15th Director of the National Institutes of Health
- In office May 2, 2002 – October 31, 2008
- President: George W. Bush
- Preceded by: Harold Varmus
- Succeeded by: Francis Collins

Personal details
- Born: April 12, 1951 (age 75) Nedroma, Algeria
- Citizenship: Algeria; United States;
- Education: University of Algiers (MD)
- Known for: Former Director of the National Institutes of Health; Former Physician-Scientist, Radiology Chair, and Executive Vice Dean at Johns Hopkins School of Medicine; Former President of Global R&D at Sanofi; Current President of OPKO Health and Co-founder of ModeX Therapeutics;
- Awards: see "Awards and International Recognition" below
- Fields: Medical imaging
- Workplaces: Johns Hopkins School of Medicine;

= Elias Zerhouni =

Algerian-American radiologist (born 1951)

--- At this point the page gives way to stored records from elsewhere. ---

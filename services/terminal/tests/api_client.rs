/// The backend request/response client against a loopback HTTP server.
mod support;

use std::time::Duration;

use at_protocol::{AttendanceRecord, RecordKind};
use at_test_utils::{MockBroker, MockHttpServer, MockResponse};
use serde_json::json;
use support::{build_with_api, identity, rfid};
use terminal::api::{ApiClient, ApiError};
use terminal::config::{QueueConfig, UpdateConfig};

const PATH: &str = "/device-api";

async fn server_and_client() -> (MockHttpServer, ApiClient) {
    let server = MockHttpServer::start().await.unwrap();
    let client = ApiClient::new(server.url(PATH), &identity(), Duration::from_secs(2));
    (server, client)
}

#[tokio::test]
async fn authenticate_posts_identity_and_action() {
    let (server, mut client) = server_and_client().await;
    server.route(PATH, MockResponse::json(200, &json!({"ok": true})));

    client.authenticate().await.unwrap();

    assert_eq!(client.last_response_code(), Some(200));
    assert_eq!(client.last_error(), None);
    let requests = server.requests();
    assert_eq!(requests.len(), 1);
    assert_eq!(requests[0].method, "POST");
    assert_eq!(requests[0].header("content-type"), Some("application/json"));
    let body = requests[0].json();
    assert_eq!(body["action"], "authenticate");
    assert_eq!(body["deviceId"], "term-07");
    assert_eq!(body["accessKey"], "ak-123");
}

#[tokio::test]
async fn rejection_takes_message_from_error_field() {
    let (server, mut client) = server_and_client().await;
    server.route(
        PATH,
        MockResponse::json(401, &json!({"error": "invalid access key"})),
    );

    let err = client.authenticate().await.unwrap_err();

    assert!(matches!(
        err,
        ApiError::Rejected { code: 401, ref message, .. } if message == "invalid access key"
    ));
    assert_eq!(client.last_response_code(), Some(401));
    assert_eq!(client.last_error(), Some("invalid access key"));
}

#[tokio::test]
async fn rejection_without_error_field_keeps_raw_body() {
    let (server, mut client) = server_and_client().await;
    server.route(PATH, MockResponse::status(500, "upstream down"));

    assert!(client.authenticate().await.is_err());
    assert_eq!(client.last_response_code(), Some(500));
    assert_eq!(client.last_error(), Some("upstream down"));

    // A later success clears the error.
    server.route(PATH, MockResponse::json(200, &json!({})));
    client.authenticate().await.unwrap();
    assert_eq!(client.last_error(), None);
}

#[tokio::test]
async fn attendance_actions_follow_record_kind() {
    let (server, mut client) = server_and_client().await;
    server.route(PATH, MockResponse::json(200, &json!({})));

    let finger = AttendanceRecord::new(RecordKind::Fingerprint, "42", "2026-03-02T08:00:00.000Z");
    client.log_attendance(&finger).await.unwrap();
    client.log_attendance(&rfid(7)).await.unwrap();
    client.bulk_log(&[rfid(1), rfid(2)]).await.unwrap();

    let bodies: Vec<_> = server.requests().iter().map(|r| r.json()).collect();
    assert_eq!(bodies[0]["action"], "logFingerprint");
    assert_eq!(bodies[0]["fingerId"], 42);
    assert_eq!(bodies[0]["timestamp"], "2026-03-02T08:00:00.000Z");
    assert_eq!(bodies[1]["action"], "logRFID");
    assert_eq!(bodies[1]["rfid"], "TAG007");
    assert_eq!(bodies[2]["action"], "bulkLog");
    assert_eq!(bodies[2]["records"][1]["id"], "TAG002");
    assert!(bodies.iter().all(|b| b["accessKey"] == "ak-123"));
}

#[tokio::test]
async fn unreachable_backend_is_a_request_error() {
    // Bind then release a port so nothing is listening on it.
    let listener = std::net::TcpListener::bind("127.0.0.1:0").unwrap();
    let url = format!("http://{}{PATH}", listener.local_addr().unwrap());
    drop(listener);
    let mut client = ApiClient::new(url, &identity(), Duration::from_millis(500));

    let err = client.authenticate().await.unwrap_err();
    assert!(matches!(err, ApiError::Request(_)), "{err:?}");
    assert_eq!(client.last_response_code(), None);
    assert!(client.last_error().is_some());
}

#[tokio::test]
async fn terminal_reports_last_response_code_after_authenticate() {
    let (server, client) = server_and_client().await;
    server.route(PATH, MockResponse::json(403, &json!({"error": "device disabled"})));
    let dir = tempfile::tempdir().unwrap();
    let queue = QueueConfig::at(dir.path().join("offline.log"));
    let mut h = build_with_api(
        MockBroker::new(),
        dir,
        queue,
        UpdateConfig::default(),
        Some(client),
    );

    assert_eq!(h.terminal.status().last_response_code, None);
    assert!(h.terminal.authenticate().await.is_err());

    let status = h.terminal.status();
    assert_eq!(status.last_response_code, Some(403));
    assert!(status.last_error.unwrap().contains("device disabled"));
}

#[tokio::test]
async fn terminal_without_api_refuses_authenticate() {
    let mut h = support::harness(MockBroker::new());
    assert!(matches!(
        h.terminal.authenticate().await,
        Err(ApiError::NotConfigured)
    ));
    assert_eq!(h.terminal.status().last_response_code, None);
}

Elias Zerhouni (إلياس زرهوني; born April 12, 1951) is an Algerian American radiologist and biomedical engineer who has held leadership roles in academia, government, and the pharmaceutical industry.

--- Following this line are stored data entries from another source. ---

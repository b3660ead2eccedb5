//! Durable offline queue for attendance records.
//!
//! # Log format
//! One JSON object per line: `{"type":"rfid","id":"04A1B2","timestamp":"..."}`.
//! Appends are flushed with `sync_data` before returning.
//!
//! # Compaction
//! Removing a committed prefix streams the remaining records to the temp log,
//! `sync_all`s it, then renames it over the live log. A crash before the
//! rename leaves the old log intact (the stale temp log is discarded at the
//! next open); a crash after it leaves the new log. The live log is never
//! truncated in place.
//!
//! # Degraded mode
//! If the log cannot be opened or written, records go to a bounded in-memory
//! ring (oldest dropped when full). Ring records are always newer than
//! durable ones; while the ring is non-empty every enqueue goes to it too, so
//! draining durable-then-ring keeps FIFO order.

use std::collections::VecDeque;
use std::fs::{File, OpenOptions};
use std::io::{BufRead, BufReader, BufWriter, Read, Seek, SeekFrom, Write};
use std::path::{Path, PathBuf};

use at_protocol::AttendanceRecord;
use serde::Serialize;
use tracing::{debug, info, warn};

use super::{StorageError, StorageMode};
use crate::config::QueueConfig;

// ---------------------------------------------------------------------------
// DurableLog
// ---------------------------------------------------------------------------

/// The append-only record log plus its compaction temp file.
#[derive(Debug)]
pub struct DurableLog {
    log_path: PathBuf,
    temp_path: PathBuf,
    len: usize,
}

/// A compaction whose new log is fully written and synced but not yet
/// swapped in. Dropping it without [`DurableLog::swap_in`] is equivalent to a
/// crash before the rename.
#[derive(Debug)]
#[must_use]
pub struct StagedCompaction {
    remaining: usize,
}

impl StagedCompaction {
    pub fn remaining(&self) -> usize {
        self.remaining
    }
}

impl DurableLog {
    /// Open (or create) the log. Discards a leftover temp log and terminates
    /// a torn final line so later appends start on a fresh line.
    pub fn open(log_path: &Path, temp_path: &Path) -> Result<Self, StorageError> {
        if let Some(parent) = log_path.parent().filter(|p| !p.as_os_str().is_empty()) {
            std::fs::create_dir_all(parent).map_err(|e| StorageError::io(parent, e))?;
        }

        if temp_path.exists() {
            warn!(path = %temp_path.display(), "discarding interrupted compaction");
            std::fs::remove_file(temp_path).map_err(|e| StorageError::io(temp_path, e))?;
        }

        let mut file = OpenOptions::new()
            .create(true)
            .read(true)
            .append(true)
            .open(log_path)
            .map_err(|e| StorageError::io(log_path, e))?;
        terminate_torn_line(&mut file).map_err(|e| StorageError::io(log_path, e))?;

        let mut log = DurableLog {
            log_path: log_path.to_path_buf(),
            temp_path: temp_path.to_path_buf(),
            len: 0,
        };
        let mut len = 0;
        for record in log.records()? {
            record?;
            len += 1;
        }
        log.len = len;
        debug!(path = %log_path.display(), records = log.len, "offline log opened");
        Ok(log)
    }

    pub fn len(&self) -> usize {
        self.len
    }

    pub fn is_empty(&self) -> bool {
        self.len == 0
    }

    pub fn path(&self) -> &Path {
        &self.log_path
    }

    pub fn append(&mut self, record: &AttendanceRecord) -> Result<(), StorageError> {
        let line = encode_line(record)?;
        let mut file = OpenOptions::new()
            .append(true)
            .open(&self.log_path)
            .map_err(|e| self.io_err(e))?;
        file.write_all(&line).map_err(|e| self.io_err(e))?;
        file.sync_data().map_err(|e| self.io_err(e))?;
        self.len += 1;
        Ok(())
    }

    /// Up to `max` oldest records, without removing them. Reading stops at
    /// `max`.
    pub fn peek(&self, max: usize) -> Result<Vec<AttendanceRecord>, StorageError> {
        self.records()?.take(max).collect()
    }

    /// Write every record after the first `count` to the temp log and sync it.
    /// Records are streamed through, one line at a time.
    pub fn stage_compaction(&self, count: usize) -> Result<StagedCompaction, StorageError> {
        let temp_err = |e: std::io::Error| StorageError::io(&self.temp_path, e);
        let temp = File::create(&self.temp_path).map_err(temp_err)?;
        let mut writer = BufWriter::new(temp);
        let mut remaining = 0;
        for (index, record) in self.records()?.enumerate() {
            let record = record?;
            if index < count {
                continue;
            }
            writer.write_all(&encode_line(&record)?).map_err(temp_err)?;
            remaining += 1;
        }
        let temp = writer
            .into_inner()
            .map_err(|e| temp_err(e.into_error()))?;
        temp.sync_all().map_err(temp_err)?;

        Ok(StagedCompaction { remaining })
    }

    /// Atomically replace the live log with a staged one.
    pub fn swap_in(&mut self, staged: StagedCompaction) -> Result<(), StorageError> {
        std::fs::rename(&self.temp_path, &self.log_path).map_err(|e| self.io_err(e))?;
        sync_parent_dir(&self.log_path);
        self.len = staged.remaining;
        Ok(())
    }

    /// Remove the first `count` records.
    pub fn compact(&mut self, count: usize) -> Result<(), StorageError> {
        if count == 0 {
            return Ok(());
        }
        let staged = self.stage_compaction(count)?;
        self.swap_in(staged)
    }

    /// Remove every record.
    pub fn clear(&mut self) -> Result<(), StorageError> {
        let staged = self.stage_compaction(usize::MAX)?;
        self.swap_in(staged)
    }

    fn records(&self) -> Result<RecordReader<'_>, StorageError> {
        let file = File::open(&self.log_path).map_err(|e| self.io_err(e))?;
        Ok(RecordReader {
            path: &self.log_path,
            reader: BufReader::new(file),
            line: Vec::new(),
            lineno: 0,
        })
    }

    fn io_err(&self, e: std::io::Error) -> StorageError {
        StorageError::io(&self.log_path, e)
    }
}

/// Decoded records of a log, oldest first. Lines that do not decode are
/// skipped with a warning; that covers torn appends, including ones cut
/// inside a multi-byte character.
struct RecordReader<'a> {
    path: &'a Path,
    reader: BufReader<File>,
    line: Vec<u8>,
    lineno: usize,
}

impl Iterator for RecordReader<'_> {
    type Item = Result<AttendanceRecord, StorageError>;

    fn next(&mut self) -> Option<Self::Item> {
        loop {
            self.line.clear();
            match self.reader.read_until(b'\n', &mut self.line) {
                Ok(0) => return None,
                Ok(_) => self.lineno += 1,
                Err(e) => return Some(Err(StorageError::io(self.path, e))),
            }
            let line = self.line.trim_ascii();
            if line.is_empty() {
                continue;
            }
            match serde_json::from_slice::<AttendanceRecord>(line) {
                Ok(record) => return Some(Ok(record)),
                Err(e) => {
                    warn!(line = self.lineno, error = %e, "skipping malformed offline record");
                }
            }
        }
    }
}

fn encode_line(record: &AttendanceRecord) -> Result<Vec<u8>, StorageError> {
    let mut line = serde_json::to_vec(record)?;
    line.push(b'\n');
    Ok(line)
}

fn terminate_torn_line(file: &mut File) -> std::io::Result<()> {
    let len = file.metadata()?.len();
    if len == 0 {
        return Ok(());
    }
    file.seek(SeekFrom::Start(len - 1))?;
    let mut last = [0u8; 1];
    file.read_exact(&mut last)?;
    if last[0] != b'\n' {
        file.write_all(b"\n")?;
        file.sync_data()?;
    }
    Ok(())
}

fn sync_parent_dir(path: &Path) {
    if let Some(parent) = path.parent().filter(|p| !p.as_os_str().is_empty())
        && let Ok(dir) = File::open(parent)
    {
        let _ = dir.sync_all();
    }
}

// ---------------------------------------------------------------------------
// OfflineQueue
// ---------------------------------------------------------------------------

/// Result of [`OfflineQueue::enqueue`].
#[derive(Debug)]
pub enum EnqueueOutcome {
    Persisted,
    /// Kept in memory because the queue is in memory mode or already
    /// holding buffered records.
    Buffered { evicted: bool },
    /// The durable append failed; the record went to memory instead.
    Degraded { error: StorageError, evicted: bool },
}

#[derive(Debug, Clone, Copy, PartialEq, Eq, Serialize)]
pub struct QueueStats {
    pub durable: usize,
    pub buffered: usize,
    pub dropped: u64,
    pub mode: StorageMode,
    pub degraded: bool,
}

/// How the last drained batch was split between log and ring.
#[derive(Debug, Clone, Copy, Default)]
struct InFlight {
    from_log: usize,
    from_memory: usize,
}

#[derive(Debug)]
pub struct OfflineQueue {
    log_path: PathBuf,
    temp_path: PathBuf,
    log: Option<DurableLog>,
    ring: VecDeque<AttendanceRecord>,
    capacity: usize,
    mode: StorageMode,
    dropped: u64,
    degraded: bool,
    last_error: Option<String>,
    in_flight: Option<InFlight>,
}

impl OfflineQueue {
    /// Open the queue. Never fails: if the log cannot be opened the queue
    /// starts degraded (see [`OfflineQueue::is_degraded`]).
    pub fn open(config: &QueueConfig) -> Self {
        let mut queue = OfflineQueue {
            log_path: config.log_path.clone(),
            temp_path: config.temp_path.clone(),
            log: None,
            ring: VecDeque::new(),
            capacity: config.fallback_capacity.max(1),
            mode: config.mode,
            dropped: 0,
            degraded: false,
            last_error: None,
            in_flight: None,
        };
        match DurableLog::open(&config.log_path, &config.temp_path) {
            Ok(log) => {
                info!(
                    path = %config.log_path.display(),
                    pending = log.len(),
                    "offline queue ready"
                );
                queue.log = Some(log);
            }
            Err(e) => queue.mark_degraded(&e),
        }
        queue
    }

    pub fn len(&self) -> usize {
        self.durable_len() + self.ring.len()
    }

    pub fn is_empty(&self) -> bool {
        self.len() == 0
    }

    pub fn is_degraded(&self) -> bool {
        self.degraded
    }

    pub fn last_error(&self) -> Option<&str> {
        self.last_error.as_deref()
    }

    pub fn mode(&self) -> StorageMode {
        self.mode
    }

    pub fn set_mode(&mut self, mode: StorageMode) {
        if self.mode != mode {
            info!(from = %self.mode, to = %mode, "offline storage mode changed");
            self.mode = mode;
        }
    }

    pub fn stats(&self) -> QueueStats {
        QueueStats {
            durable: self.durable_len(),
            buffered: self.ring.len(),
            dropped: self.dropped,
            mode: self.mode,
            degraded: self.degraded,
        }
    }

    pub fn enqueue(&mut self, record: AttendanceRecord) -> EnqueueOutcome {
        if self.mode == StorageMode::Memory || !self.ring.is_empty() {
            let evicted = self.push_ring(record);
            return EnqueueOutcome::Buffered { evicted };
        }

        match self.append_durable(&record) {
            Ok(()) => {
                if self.degraded {
                    info!("offline log writable again");
                    self.degraded = false;
                }
                EnqueueOutcome::Persisted
            }
            Err(error) => {
                self.mark_degraded(&error);
                let evicted = self.push_ring(record);
                EnqueueOutcome::Degraded { error, evicted }
            }
        }
    }

    /// Up to `max` oldest records, without removing them. The split between
    /// log and ring is remembered for the following [`OfflineQueue::commit`].
    pub fn drain_batch(&mut self, max: usize) -> Vec<AttendanceRecord> {
        let peeked = self.log.as_ref().map(|log| log.peek(max));
        let mut batch = match peeked {
            Some(Ok(records)) => records,
            Some(Err(e)) => {
                // An unreadable log is set aside so the ring can still drain.
                self.mark_degraded(&e);
                self.log = None;
                Vec::new()
            }
            None => Vec::new(),
        };
        let from_log = batch.len();
        batch.extend(self.ring.iter().take(max - from_log).cloned());
        let from_memory = batch.len() - from_log;

        self.in_flight = Some(InFlight {
            from_log,
            from_memory,
        });
        batch
    }

    /// Remove the first `count` records after their batch was acknowledged.
    /// On error nothing is removed, so the batch is retried.
    pub fn commit(&mut self, count: usize) -> Result<(), StorageError> {
        if count == 0 {
            return Ok(());
        }
        let split = self.in_flight.take().unwrap_or_else(|| InFlight {
            from_log: count.min(self.durable_len()),
            from_memory: count.saturating_sub(self.durable_len()),
        });
        let from_log = count.min(split.from_log);
        let from_memory = (count - from_log).min(split.from_memory);

        if from_log > 0 {
            let log = self.log.as_mut().ok_or(StorageError::Unavailable)?;
            log.compact(from_log)?;
        }
        let from_memory = from_memory.min(self.ring.len());
        self.ring.drain(..from_memory);
        debug!(
            from_log,
            from_memory,
            remaining = self.len(),
            "offline records committed"
        );
        Ok(())
    }

    /// Drop every queued record. Used by factory reset.
    pub fn clear(&mut self) -> Result<(), StorageError> {
        self.ring.clear();
        self.in_flight = None;
        self.dropped = 0;
        if self.log.is_none() {
            self.reopen()?;
        }
        self.log
            .as_mut()
            .ok_or(StorageError::Unavailable)?
            .clear()?;
        self.degraded = false;
        self.last_error = None;
        Ok(())
    }

    fn durable_len(&self) -> usize {
        self.log.as_ref().map_or(0, DurableLog::len)
    }

    fn append_durable(&mut self, record: &AttendanceRecord) -> Result<(), StorageError> {
        if self.log.is_none() {
            self.reopen()?;
        }
        self.log
            .as_mut()
            .ok_or(StorageError::Unavailable)?
            .append(record)
    }

    fn reopen(&mut self) -> Result<(), StorageError> {
        self.log = Some(DurableLog::open(&self.log_path, &self.temp_path)?);
        Ok(())
    }

    fn push_ring(&mut self, record: AttendanceRecord) -> bool {
        let mut evicted = false;
        if self.ring.len() >= self.capacity {
            self.ring.pop_front();
            self.dropped += 1;
            evicted = true;
            if let Some(split) = self.in_flight.as_mut() {
                split.from_memory = split.from_memory.saturating_sub(1);
            }
            warn!(
                capacity = self.capacity,
                dropped = self.dropped,
                "offline ring full, oldest record dropped"
            );
        }
        self.ring.push_back(record);
        evicted
    }

    fn mark_degraded(&mut self, error: &StorageError) {
        if !self.degraded {
            warn!(error = %error, "offline log unavailable, buffering in memory");
        }
        self.degraded = true;
        self.last_error = Some(error.to_string());
    }
}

Zerhouni was a faculty member at Johns Hopkins University School of Medicine and served as the executive vice-dean from 1996 to 2002. He also served as the 15th director of the National Institutes of Health (NIH) from May 2, 2002, to October 31, 2008, under the George W. Bush administration. In 2009, under the Obama administration, he was appointed as one of the first presidential science envoys. He was a senior fellow for the Bill and Melinda Gates Foundation from 2009 to 2010. From January 2011 until his retirement on June 30, 2018, he was the president of Global Research and Development at the pharmaceutical company Sanofi.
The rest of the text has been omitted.